After all, Sahil Bloom, a managing partner of SRB Ventures and creator of Curiosity Chronicles, outlines 20 mental errors that we make and ties them in with examples here and there. Through that, he shows how tricky it can be to overcome these kinds of mental errors. He outlines them as such.

Read also: 5 tips to reduce environmental stress

Also considering the amount, I’m dividing this into two parts.

1. The Curse of Knowledge

Intelligent people make the assumption that the people they are talking to have the same background and understanding of a topic as they do.

As Sahil explains, it prompts people to not teach or lead for those who are lagging behind. It’s particularly prominent though in self-help as we offer all kinds of advice to those who are willing to read about it. All the while context isn’t fully provided.

To me, this mental error results not only in assumptions but omittence of knowledge. It’s positioned as helpful as the expert or intelligent person is willing to indulge in some discussion. But it creates this one -sided gain that the industry unfortunately has for many of the top earners.

2. Heaven’s Reward Fallacy

We set an expectation that we’ll be rewarded and praised for the hard work and sacrifice we’ve gone through one day.

The reality: highly unlikely. In fact, a lot of that hard work and sacrifice goes unnoticed. Whenever we pursue external affirmation, it only strengthens resentment and it can lead to resentment towards ourselves, others, or how we’re pursuing that affirmation.

It’s similar to the idea of people being against validation. I can understand why it’s better to not pursue that because it allows you to lose your sense of self and pursue things others think you should do more or less. Trying to get affirmation from other people or other external sources feels similar.

3. Survivorship Bias

History is written by those who are victorious.

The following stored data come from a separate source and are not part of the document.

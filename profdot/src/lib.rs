//! Profiler front ends and renderers for call graphs.
//!
//! This crate turns profiler dumps into the normalized records understood by
//! [`profdot_graph`], and renders the analysed graph as Graphviz DOT.
//!
//! # Input Adapters
//!
//! - [`records`] - Read and write newline-delimited JSON records
//! - [`gprof`] - Parse the call graph section of GNU `gprof` output
//! - [`pstats`] - Decode Python `cProfile` / `profile` dumps
//! - [`perf`] - Aggregate Linux `perf script` stack samples
//!
//! # Output
//!
//! - [`dot`] - Write a display graph in the DOT language
//! - [`names`] - Shorten demangled C++ names for display
//!
//! # Example
//!
//! ```no_run
//! use profdot::dot::{ColorMap, DotWriter};
//! use profdot::gprof::GprofParser;
//! use profdot::names::NameFormat;
//! use profdot_graph::{GraphConfig, analyze};
//! use std::fs::File;
//! use std::io::{BufReader, BufWriter};
//!
//! let input = BufReader::new(File::open("gprof.txt").unwrap());
//! let mut parser = GprofParser::new();
//! parser.parse(input).unwrap();
//! let display = analyze(parser.records().unwrap(), &GraphConfig::default()).unwrap();
//!
//! let output = BufWriter::new(File::create("callgraph.dot").unwrap());
//! let mut dot = DotWriter::new(output, NameFormat::default()).unwrap();
//! dot.graph(&display, &ColorMap::TEMPERATURE).unwrap();
//! ```

pub mod dot;
pub mod gprof;
pub mod names;
pub mod perf;
pub mod pstats;
pub mod records;

// Re-export profdot_graph for convenience
pub use profdot_graph;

One of my favourite songs is “Wonderful” in the musical Wicked. It has some lines that go like this

Elphaba we believe all sorts of things that aren’t true

We call it history

A man’s called a traitor, or liberator

A rich man’s a thief, or philanthropist

Is one a crusader? Or ruthless invader?

It’s all in the label that is able to persist

What these lines reveal is that history is flawed but we also lack the bigger picture in other areas outside of that. A good example is all of those success stories that are pushed every day. A lot of those rag to riches stories are inspiring but it also distorts how we view success.

We never see the people who try at something, utterly fail, and never get back up again to try once more.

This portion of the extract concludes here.